Todd told Conway: "Alternative facts are not facts. They are falsehoods."
Well, not necessarily. Fudging facts -- turning them into alternatives -- is both science and art in the nation's capital. Everyone remembers President Bill Clinton's famous denial of hanky-panky in the Oval Office as depending on "what the meaning of the word 'is,' is." The Obama White House spun the most egregious example of fake facts with its assertion -- on all the networks -- that the attack on the American consulate in Benghazi by Islamic militants was inspired by an obscure American-made video, and it kept the fake facts alive for days. Everyone at the White House knew better.
The Trump White House was upset about the counting of the numbers at the inauguration, but the greater frustration was about the relentless attempt by the media to delegitimize Trump as president. But for such intemperate attention to the numbers and dramatic sparring on television, millions of eyes would have glazed over listening to the math, although everyone knew what Trump's press secretary meant when he rebuked the selective media focus on stretchers and rhetorical lies.
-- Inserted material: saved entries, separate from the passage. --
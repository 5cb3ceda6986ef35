use std::sync::Arc;

use crate::analysis::AnalysisGenerator;
use crate::chart::HttpChartService;
use crate::error::AppError;
use crate::orchestrator::Orchestrator;
use crate::runtime::HttpAgentService;
use crate::tools::{AnalyzeDataTool, InterpretChartTool, ToolRegistry};
use crate::vision::VisualInterpreter;

// ============================================================================
// Configuration
// ============================================================================

#[derive(Debug, Clone)]
pub struct Config {
    pub chat: ChatConfig,
    pub agent_project: AgentProjectConfig,
    pub output_dir: String,
    pub host: String,
    pub port: u16,
}

/// Chat/completion endpoint shared by the chart service and the vision model.
#[derive(Debug, Clone)]
pub struct ChatConfig {
    pub endpoint: String,
    pub api_key: String,
    pub model: String,
}

/// Hosted agent project, configured as a `endpoint;api-key` connection string.
#[derive(Debug, Clone)]
pub struct AgentProjectConfig {
    pub endpoint: String,
    pub api_key: String,
}

impl AgentProjectConfig {
    pub fn parse(connection: &str) -> Result<Self, AppError> {
        let (endpoint, api_key) = connection.split_once(';').ok_or_else(|| {
            AppError::config("AGENT_PROJECT_CONNECTION must be of the form '<endpoint>;<api-key>'")
        })?;
        if endpoint.is_empty() || api_key.is_empty() {
            return Err(AppError::config(
                "AGENT_PROJECT_CONNECTION has an empty endpoint or api-key part",
            ));
        }
        Ok(Self {
            endpoint: endpoint.trim_end_matches('/').to_string(),
            api_key: api_key.to_string(),
        })
    }
}

impl Config {
    pub fn from_env() -> Result<Self, AppError> {
        Ok(Self {
            chat: ChatConfig {
                endpoint: required_var("CHAT_API_ENDPOINT")?
                    .trim_end_matches('/')
                    .to_string(),
                api_key: required_var("CHAT_API_KEY")?,
                model: required_var("CHAT_MODEL")?,
            },
            agent_project: AgentProjectConfig::parse(&required_var("AGENT_PROJECT_CONNECTION")?)?,
            output_dir: std::env::var("OUTPUT_DIR").unwrap_or_else(|_| "./output".to_string()),
            host: std::env::var("HOST").unwrap_or_else(|_| "0.0.0.0".to_string()),
            port: std::env::var("PORT")
                .unwrap_or_else(|_| "3000".to_string())
                .parse()
                .map_err(|e| AppError::config(format!("PORT is not a number: {}", e)))?,
        })
    }
}

fn required_var(name: &str) -> Result<String, AppError> {
    std::env::var(name).map_err(|_| AppError::config(format!("{} is not set", name)))
}

// ============================================================================
// Application State
// ============================================================================

pub struct AppState {
    pub config: Config,
    pub orchestrator: Orchestrator<HttpAgentService>,
}

pub async fn app_init() -> Result<(Config, Arc<AppState>), AppError> {
    let config = Config::from_env()?;
    log::info!("✅ Configuration loaded");

    let chart_service = Arc::new(HttpChartService::new(&config.chat));
    let generator = Arc::new(AnalysisGenerator::new(chart_service));
    let interpreter = Arc::new(VisualInterpreter::new(&config.chat));
    log::info!("✅ Chart and vision clients initialized");

    let mut registry = ToolRegistry::new();
    registry.register(AnalyzeDataTool::new(generator, config.chat.model.clone()));
    registry.register(InterpretChartTool::new(
        interpreter,
        config.chat.model.clone(),
    ));
    log::info!("✅ Tool registry built: {}", registry.names().join(", "));

    let service = HttpAgentService::new(&config.agent_project);
    let orchestrator = Orchestrator::new(service, registry, config.chat.model.clone());

    let state = Arc::new(AppState {
        config: config.clone(),
        orchestrator,
    });
    Ok((config, state))
}

// ============================================================================
// Tests
// ============================================================================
There's a reason why Republican approval of the media is at a dismal 14 percent, though members of both parties have reasons to feel misled.
The press seriously misled the public and maligned the democratic process in the 2016 election with a foolish dependency on polling data used by both right and left to prove a point. Statistics were once reliable reference points to back up a position or policy. That's no longer true. They have lost credibility. They're regarded as suspicious actors hiding the truth, particularly when employed against conservatives, who are not expected to fight back.
"Antipathy to statistics has become one of the hallmarks of the populist right, with statisticians and economists chief among the various 'experts' that were ostensibly rejected by voters in 2016," writes William Davies in a provocative analysis in the Guardian. There's something insulting and arrogant about how they're used.
These are not dancing numbers from Sesame Street but numbers used by politicians and pundits who thrive on insolence and affront. Statistics have become less tools for honest analysis than manipulation to make a dubious point. Statistics are out; personal stories are in.
Huge numbers of women marched in Washington and other cities the day after the inauguration to protest the election result, and it was little noted that Trump had won 53 percent of white women. White is not fashionable this season in media America, but it's still by far the largest American demographic. This statistic was nevertheless not deemed worthy of attention. After The New York Times finally asked certain women why they voted for Trump and let them answer in their own voice, one author of a letter to the editor observed that "A little more reporting like this during the campaign might have resulted in more accurate analysis of what was happening."
The quality of personal experience is more telling than the quantity of statistics. Neither pollsters nor the press told stories of women like Vicoria Czapski who "felt (Trump) had what it would take to get the country back on track," or who thought that he would help the forgotten men and women whose kids are trapped in failing schools, without access to health care and alarmed by inner-city "carnage," and pick people who would seek to do something about it. Such was not important to marching feminists and those who cater to feminists.
In the intellectual world, where standards once ruled language with precise definitions rooted in a common appreciation of reality, most debates today are ideologically driven, and even evidence based on "fact" is suspect. The tools of inquiry are damaged. Stephen Colbert of "The Colbert Report" on Comedy Central coined the word "truthiness" to describe what speakers want to be true rather than what they know is true. The Merriam-Webster dictionary a decade ago called it the word of the year. In the last election, the media, dominated by Hillary Clinton fans, suffered from acute truthiness.